The day finished in a very nice way, I've made some new friends and future collaborators and I left the conference pleased by the fact that I've changed something about the Romanian on line market. I convinced some people that

we have to learn how to inspire the smart use of Internet by offering "tailored solutions", encouraging and inspiring the use of Internet by getting the right arguments that can convince an entrepreneur: the numbers - which means giving a clear idea about what is the investment and relate it to the return on that investment.

One of the persons I was talking with and who seemed very conservative in the beginning was the one that ensured me that I didn't lost my day for nothing, because I have inspired him some ideas. That was a success for me.

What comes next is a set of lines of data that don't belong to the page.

//! Phrase-matching entity model loaded from an entity-ruler pattern file.
//!
//! Each line of the file is a JSON object `{"label": .., "pattern": ..}` where the
//! pattern is either a phrase string (matched case-sensitively) or a list of token
//! objects keyed by `ORTH`/`TEXT` (case-sensitive) or `LOWER` (case-insensitive). Case
//! folding applies per token, so `ORTH` tokens stay exact next to `LOWER` ones.

use std::fs::File;
use std::io::{BufRead, BufReader};
use std::path::Path;

use regex::{Regex, RegexBuilder};
use serde::Deserialize;
use serde_json::Value;

use crate::error::{PipelineError, Result};
use crate::model::EntityModel;
use crate::record::Entity;

const MATCHER_SIZE_LIMIT: usize = 256 * 1024 * 1024;

/// Whole-word, longest-first, non-overlapping phrase matcher.
#[derive(Debug, Clone)]
pub struct PatternModel {
    matcher: Option<Regex>,
    labels: Vec<String>,
}

/// A labelled sequence of whitespace-separated tokens.
#[derive(Debug, Clone, PartialEq, Eq)]
pub struct Pattern {
    /// Entity label.
    pub label: String,
    /// Tokens to match, in order.
    pub tokens: Vec<PatternToken>,
}

/// One token of a [`Pattern`].
#[derive(Debug, Clone, PartialEq, Eq)]
pub struct PatternToken {
    /// Token text.
    pub text: String,
    /// Whether this token matches regardless of case.
    pub ignore_case: bool,
}

#[derive(Deserialize)]
struct PatternLine {
    label: String,
    pattern: Value,
}

impl PatternModel {
    /// Loads patterns from a JSONL file.
    pub fn from_path(path: &Path) -> Result<Self> {
        let location = path.display().to_string();
        let file = File::open(path).map_err(|err| PipelineError::model_load(&location, err))?;
        let reader = BufReader::new(file);
        let mut patterns = Vec::new();
        for (line_no, line) in reader.lines().enumerate() {
            let line = line.map_err(|err| PipelineError::model_load(&location, err))?;
            if line.trim().is_empty() {
                continue;
            }
            let parsed: PatternLine = serde_json::from_str(&line).map_err(|err| {
                PipelineError::model_load(&location, format!("line {}: {err}", line_no + 1))
            })?;
            let pattern = Pattern::from_value(parsed.label, &parsed.pattern).map_err(|reason| {
                PipelineError::model_load(&location, format!("line {}: {reason}", line_no + 1))
            })?;
            patterns.push(pattern);
        }
        tracing::debug!(patterns = patterns.len(), path = %location, "loaded entity patterns");
        Self::new(patterns).map_err(|err| PipelineError::model_load(&location, err))
    }

    /// Builds a matcher from in-memory patterns.
    pub fn new(patterns: Vec<Pattern>) -> Result<Self> {
        let mut patterns: Vec<Pattern> = patterns
            .into_iter()
            .filter(|p| !p.tokens.is_empty())
            .collect();
        if patterns.is_empty() {
            return Ok(Self {
                matcher: None,
                labels: Vec::new(),
            });
        }
        // Leftmost-first alternation: at a given start, the first listed pattern wins.
        patterns.sort_by_key(|p| std::cmp::Reverse(p.char_len()));

        let alternatives: Vec<String> = patterns.iter().map(Pattern::to_regex).collect();
        let matcher = RegexBuilder::new(&alternatives.join("|"))
            .size_limit(MATCHER_SIZE_LIMIT)
            .build()
            .map_err(|err| PipelineError::Configuration(format!("invalid entity patterns: {err}")))?;
        Ok(Self {
            matcher: Some(matcher),
            labels: patterns.into_iter().map(|p| p.label).collect(),
        })
    }

    /// Number of usable patterns.
    pub fn len(&self) -> usize {
        self.labels.len()
    }

    /// Whether the model has no patterns (and therefore never finds anything).
    pub fn is_empty(&self) -> bool {
        self.labels.is_empty()
    }

    fn find(&self, text: &str) -> Vec<Entity> {
        let Some(matcher) = &self.matcher else {
            return Vec::new();
        };
        let mut entities = Vec::new();
        let mut byte_cursor = 0usize;
        let mut char_cursor = 0usize;
        for caps in matcher.captures_iter(text) {
            let Some((group, m)) = caps
                .iter()
                .skip(1)
                .enumerate()
                .find_map(|(idx, m)| m.map(|m| (idx, m)))
            else {
                continue;
            };
            char_cursor += text[byte_cursor..m.start()].chars().count();
            let start = char_cursor;
            let end = start + m.as_str().chars().count();
            char_cursor = end;
            byte_cursor = m.end();
            entities.push(Entity::new(m.as_str(), self.labels[group].as_str(), start, end));
        }
        entities
    }
}

impl EntityModel for PatternModel {
    fn extract(&mut self, texts: &[&str]) -> Result<Vec<Vec<Entity>>> {
        Ok(texts.iter().map(|text| self.find(text)).collect())
    }
}

impl Pattern {
    /// Builds a case-sensitive phrase pattern.
    pub fn phrase(label: impl Into<String>, phrase: &str) -> Self {
        Self {
            label: label.into(),
            tokens: phrase
                .split_whitespace()
                .map(|word| PatternToken {
                    text: word.to_string(),
                    ignore_case: false,
                })
                .collect(),
        }
    }

    fn from_value(label: String, pattern: &Value) -> std::result::Result<Self, String> {
        match pattern {
            Value::String(phrase) => Ok(Self::phrase(label, phrase)),
            Value::Array(tokens) => {
                let mut parsed = Vec::with_capacity(tokens.len());
                for token in tokens {
                    let (word, ignore_case) =
                        if let Some(word) = token.get("LOWER").and_then(Value::as_str) {
                            (word, true)
                        } else if let Some(word) = token
                            .get("ORTH")
                            .or_else(|| token.get("TEXT"))
                            .and_then(Value::as_str)
                        {
                            (word, false)
                        } else {
                            return Err(format!("unsupported token pattern {token}"));
                        };
                    parsed.extend(word.split_whitespace().map(|part| PatternToken {
                        text: part.to_string(),
                        ignore_case,
                    }));
                }
                Ok(Self {
                    label,
                    tokens: parsed,
                })
            }
            other => Err(format!("pattern must be a string or token list, got {other}")),
        }
    }

    /// Length in characters of the phrase with single spaces between tokens.
    fn char_len(&self) -> usize {
        let words: usize = self.tokens.iter().map(|t| t.text.chars().count()).sum();
        words + self.tokens.len().saturating_sub(1)
    }

    fn to_regex(&self) -> String {
        let body = self
            .tokens
            .iter()
            .map(|token| {
                let escaped = regex::escape(&token.text);
                if token.ignore_case {
                    format!("(?i:{escaped})")
                } else {
                    escaped
                }
            })
            .collect::<Vec<_>>()
            .join(r"\s+");
        let first = self.tokens.first().and_then(|t| t.text.chars().next());
        let last = self.tokens.last().and_then(|t| t.text.chars().last());
        let leading = if first.is_some_and(is_word_char) { r"\b" } else { "" };
        let trailing = if last.is_some_and(is_word_char) { r"\b" } else { "" };
        format!("({leading}{body}{trailing})")
    }
}

fn is_word_char(c: char) -> bool {
    c.is_alphanumeric() || c == '_'
}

I went back to Bucharest and took my family to an Italian restaurant as my kids wanted "Pizza con tonno" and while I was eating my delicious "Scottata di manzo in carpaccio con rucola" I checked my e-mail on my phone and I found that I was one of the lucky winners. I've started to check what did I win as I've started to have a doubt that I won a conference ticket and that was not so convincing for me as I didn't find the name of Tim Berners-Lee on the speakers list.

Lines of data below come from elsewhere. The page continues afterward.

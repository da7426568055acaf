use std::process::ExitCode;
use std::sync::Arc;

use anyhow::{Context, Result};
use clap::Parser;
use govner::driver::{self, RunSummary};
use govner::settings::Cli;
use tracing_subscriber::EnvFilter;

const EXIT_PARTIAL_FAILURE: u8 = 2;

fn main() -> ExitCode {
    init_tracing();
    // clap exits with 2 on bad arguments, which would read as a partial run.
    let cli = match Cli::try_parse() {
        Ok(cli) => cli,
        Err(err) if err.use_stderr() => {
            let _ = err.print();
            return ExitCode::FAILURE;
        }
        Err(err) => err.exit(),
    };
    match run(&cli) {
        Ok(summary) if summary.is_success() => ExitCode::SUCCESS,
        Ok(summary) => {
            eprintln!(
                "{} chunk(s) failed: {:?}",
                summary.failed.len(),
                summary.failed_indices()
            );
            ExitCode::from(EXIT_PARTIAL_FAILURE)
        }
        Err(err) => {
            eprintln!("error: {err:#}");
            ExitCode::FAILURE
        }
    }
}

fn init_tracing() {
    let filter = EnvFilter::try_from_default_env().unwrap_or_else(|_| EnvFilter::new("info"));
    let subscriber = tracing_subscriber::fmt()
        .with_env_filter(filter)
        .with_target(false)
        .with_writer(std::io::stderr)
        .finish();
    if tracing::subscriber::set_global_default(subscriber).is_err() {
        tracing::warn!("tracing subscriber already set; skipping re-initialization");
    }
}

fn run(cli: &Cli) -> Result<RunSummary> {
    let config = cli.build_config().context("invalid configuration")?;
    tracing::info!(
        part = %config.run.part,
        model = %config.model.location,
        source = %config.source,
        batch_size = config.engine.batch_size(),
        workers = config.engine.worker_count(),
        chunk_size = config.run.chunk_size,
        date = %config.run.date,
        "starting entity extraction"
    );
    let summary = driver::execute(
        &config.source,
        Arc::new(config.model.clone()),
        config.engine,
        &config.run,
    )
    .with_context(|| format!("extraction of {} aborted", config.run.part))?;
    Ok(summary)
}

I've landed on the page of "World Wide Web @ 20" and understood that I was invited to the 20th anniversary celebration of the World Wide Web (invitation only event) held at CERN where I'll see speaking Tim Berners-Lee and more I'll have the opportunity to visit CERN - I've started to shake. That was priceless. I only said "Oh my God, I am living my dream!". I drove back at home crying and so emotioned thinking about how lucky I am. Lucky to have this occasion and lucky to have such a family, such a husband that tells me "You have to go, it's a fantastic occasion. It's your dream."